Problem description:
Output the data below in full, character for character.
** Opening Provided data block **
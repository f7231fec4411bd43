use std::path::PathBuf;

use macd_engine::MacdError;
use market_data_ingestor::providers::ProviderError;
use thiserror::Error;

#[derive(Debug, Error)]
pub enum ChartError {
    #[error(transparent)]
    Provider(#[from] ProviderError),

    #[error(transparent)]
    Engine(#[from] MacdError),

    /// The provider had no bars for the ticker and range.
    #[error("No data available for the given ticker.")]
    NoData { ticker: String },

    #[error("invalid input: {0}")]
    InvalidInput(String),

    #[error("I/O error on {}: {source}", path.display())]
    Io {
        path: PathBuf,
        source: std::io::Error,
    },

    #[error("CSV write failed: {0}")]
    Csv(#[from] csv::Error),

    #[error("figure serialization failed: {0}")]
    Json(#[from] serde_json::Error),
}

impl ChartError {
    pub(crate) fn io(path: impl Into<PathBuf>) -> impl FnOnce(std::io::Error) -> Self {
        let path = path.into();
        move |source| ChartError::Io { path, source }
    }
}
use std::num::NonZeroU32;

use serde::{Deserialize, Serialize};

use crate::error::ZeroPeriodError;

const DEFAULT_FAST: NonZeroU32 = NonZeroU32::new(12).unwrap();
const DEFAULT_SLOW: NonZeroU32 = NonZeroU32::new(26).unwrap();
const DEFAULT_SIGNAL: NonZeroU32 = NonZeroU32::new(9).unwrap();

/// Smoothing windows for the MACD computation.
///
/// `fast < slow` is the usual convention but is not enforced; the output is
/// still well defined when it is violated.
#[derive(Debug, Clone, Copy, PartialEq, Eq, Serialize, Deserialize)]
pub struct MacdParams {
    /// Fast EMA period (default: 12).
    pub fast: NonZeroU32,
    /// Slow EMA period (default: 26).
    pub slow: NonZeroU32,
    /// Signal line EMA period (default: 9).
    pub signal: NonZeroU32,
}

impl Default for MacdParams {
    fn default() -> Self {
        Self {
            fast: DEFAULT_FAST,
            slow: DEFAULT_SLOW,
            signal: DEFAULT_SIGNAL,
        }
    }
}

impl MacdParams {
    /// Builds parameters from raw integers, rejecting zero periods.
    pub fn new(fast: u32, slow: u32, signal: u32) -> Result<Self, ZeroPeriodError> {
        let nz = |value: u32, name: &'static str| NonZeroU32::new(value).ok_or(ZeroPeriodError { name });
        Ok(Self {
            fast: nz(fast, "fast")?,
            slow: nz(slow, "slow")?,
            signal: nz(signal, "signal")?,
        })
    }

    /// Number of points below which early MACD/signal values are numerically
    /// valid but have not yet forgotten their seed.
    pub fn warmup_len(&self) -> usize {
        (self.slow.get() as usize).saturating_add(self.signal.get() as usize)
    }
}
** Closing Provided data block **
Exercise response:
repository f7231fec4411bd43
use std::path::PathBuf;

use macd_engine::MacdError;
use market_data_ingestor::providers::ProviderError;
use thiserror::Error;

#[derive(Debug, Error)]
pub enum ChartError {
    #[error(transparent)]
    Provider(#[from] ProviderError),

    #[error(transparent)]
    Engine(#[from] MacdError),

    /// The provider had no bars for the ticker and range.
    #[error("No data available for the given ticker.")]
    NoData { ticker: String },

    #[error("invalid input: {0}")]
    InvalidInput(String),

    #[error("I/O error on {}: {source}", path.display())]
    Io {
        path: PathBuf,
        source: std::io::Error,
    },

    #[error("CSV write failed: {0}")]
    Csv(#[from] csv::Error),

    #[error("figure serialization failed: {0}")]
    Json(#[from] serde_json::Error),
}

impl ChartError {
    pub(crate) fn io(path: impl Into<PathBuf>) -> impl FnOnce(std::io::Error) -> Self {
        let path = path.into();
        move |source| ChartError::Io { path, source }
    }
}
use std::num::NonZeroU32;

use serde::{Deserialize, Serialize};

use crate::error::ZeroPeriodError;

const DEFAULT_FAST: NonZeroU32 = NonZeroU32::new(12).unwrap();
const DEFAULT_SLOW: NonZeroU32 = NonZeroU32::new(26).unwrap();
const DEFAULT_SIGNAL: NonZeroU32 = NonZeroU32::new(9).unwrap();

/// Smoothing windows for the MACD computation.
///
/// `fast < slow` is the usual convention but is not enforced; the output is
/// still well defined when it is violated.
#[derive(Debug, Clone, Copy, PartialEq, Eq, Serialize, Deserialize)]
pub struct MacdParams {
    /// Fast EMA period (default: 12).
    pub fast: NonZeroU32,
    /// Slow EMA period (default: 26).
    pub slow: NonZeroU32,
    /// Signal line EMA period (default: 9).
    pub signal: NonZeroU32,
}

impl Default for MacdParams {
    fn default() -> Self {
        Self {
            fast: DEFAULT_FAST,
            slow: DEFAULT_SLOW,
            signal: DEFAULT_SIGNAL,
        }
    }
}

impl MacdParams {
    /// Builds parameters from raw integers, rejecting zero periods.
    pub fn new(fast: u32, slow: u32, signal: u32) -> Result<Self, ZeroPeriodError> {
        let nz = |value: u32, name: &'static str| NonZeroU32::new(value).ok_or(ZeroPeriodError { name });
        Ok(Self {
            fast: nz(fast, "fast")?,
            slow: nz(slow, "slow")?,
            signal: nz(signal, "signal")?,
        })
    }

    /// Number of points below which early MACD/signal values are numerically
    /// valid but have not yet forgotten their seed.
    pub fn warmup_len(&self) -> usize {
        (self.slow.get() as usize).saturating_add(self.signal.get() as usize)
    }
}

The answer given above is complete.